A pesquisa também aponta um papel específico das oscilações teta na resistência ao estresse. Estas oscilações representam um dos ritmos biológicos mais estudados em mamíferos e já haviam sido amplamente relacionadas a processos cognitivos, aprendizado e memória e emoções. O presente trabalho ajuda a esclarecer o significado desta atividade neural e mostra que ela está relacionada ao aprendizado de resistência, ao estresse e aos aspectos adaptativos de enfrentamento a adversidades.
Doença mental x covid
Experiências traumáticas são fatores de risco para a origem de transtornos mentais bastante comuns na atualidade, como depressão maior, ansiedade generalizada e transtorno de estresse pós-traumático.
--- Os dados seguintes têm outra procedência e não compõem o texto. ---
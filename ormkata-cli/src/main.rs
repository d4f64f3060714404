//! ormkata CLI - run the database exercises against a live MySQL
//!
//! - `migrate`: create the `sample` and `users` tables
//! - `seed`: upsert the demo rows used by the exercises
//! - `samples`, `users`: inspect what is stored

use std::path::PathBuf;

use anyhow::{Context, Result};
use clap::{Parser, Subcommand};
use ormkata_core::DatabaseConfig;

mod commands;
mod tracing_setup;

#[derive(Parser, Debug)]
#[command(
    name = "ormkata",
    author,
    version,
    about = "Database access exercises over sqlx and MySQL",
    long_about = "Raw SQL, row scanning, struct CRUD, transactions and query conditions \
                  against a small MySQL schema. Connection settings come from --config, \
                  DATABASE_URL or a .env file."
)]
struct Cli {
    /// TOML file with a [database] table
    #[arg(long, global = true, env = "ORMKATA_CONFIG", value_name = "PATH")]
    config: Option<PathBuf>,

    /// Enable debug logging
    #[arg(long, global = true)]
    debug: bool,

    #[command(subcommand)]
    command: Commands,
}

#[derive(Subcommand, Debug)]
enum Commands {
    /// Apply pending schema migrations
    Migrate,
    /// Apply migrations, then upsert the demo samples and users
    Seed,
    /// List rows of the sample table
    Samples(commands::samples::SamplesArgs),
    /// Query the users table
    Users(commands::users::UsersArgs),
}

#[tokio::main]
async fn main() -> Result<()> {
    let cli = Cli::parse();
    if let Err(err) = tracing_setup::init(&tracing_setup::TracingConfig { debug: cli.debug }) {
        eprintln!("warning: logging disabled: {err:#}");
    }
    tracing::debug!(command = ?cli.command, config = ?cli.config, "starting ormkata");

    let config = DatabaseConfig::load(cli.config.as_deref())
        .context("Failed to load database configuration")?;

    match cli.command {
        Commands::Migrate => commands::run_migrate(&config).await?,
        Commands::Seed => commands::run_seed(&config).await?,
        Commands::Samples(args) => commands::samples::run(&config, args).await?,
        Commands::Users(args) => commands::users::run(&config, args).await?,
    }
    Ok(())
}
Um estudo recente mostrou que nos últimos dois anos as prevalências de ansiedade e depressão aumentaram globalmente devido às decorrências da pandemia de covid-19.
Embora parte dos pacientes responda a tratamentos de primeira linha, uma parcela significativa não responde ou responde apenas depois de várias tentativas de diferentes tratamentos. Neste sentido, a identificação de marcadores biológicos de resposta a tratamento (“biomarcadores”) pode contribuir em decisões terapêuticas mais eficazes para transtornos psiquiátricos.
“A descoberta de uma atividade elétrica do cérebro associada à resistência e ao estresse pode servir como um biomarcador, que poderia ser verificado por eletroencefalografia (EEG), e que ajudaria a decidir melhores tratamentos personalizados para depressão, ansiedade e transtorno de estresse pós-traumático”, afirma Rafael Ruggiero.
“O achado de um ritmo neural associado à resistência ao estresse também pode ajudar a otimizar tratamentos psiquiátricos baseados em estimulação cerebral, de modo a aproximá-los de processos neurofisiológicos ‘naturais’ envolvidos na resiliência”, afirma João Leite.
Por fim, o grupo acredita que a combinação entre análises da atividade elétrica do cérebro e ferramentas de aprendizado de máquina em pacientes pode ajudar a decidir e otimizar tratamentos para transtornos mentais relacionados ao estresse. Atualmente, o grupo estuda como oscilações neurais estão envolvidas em outras dimensões comportamentais relacionadas à resiliência ou vulnerabilidade ao estresse e pretende investigar o potencial terapêutico da modulação destes ritmos neurais.
Ainda não há previsão de quando a pesquisa passará à fase de teste em humanos.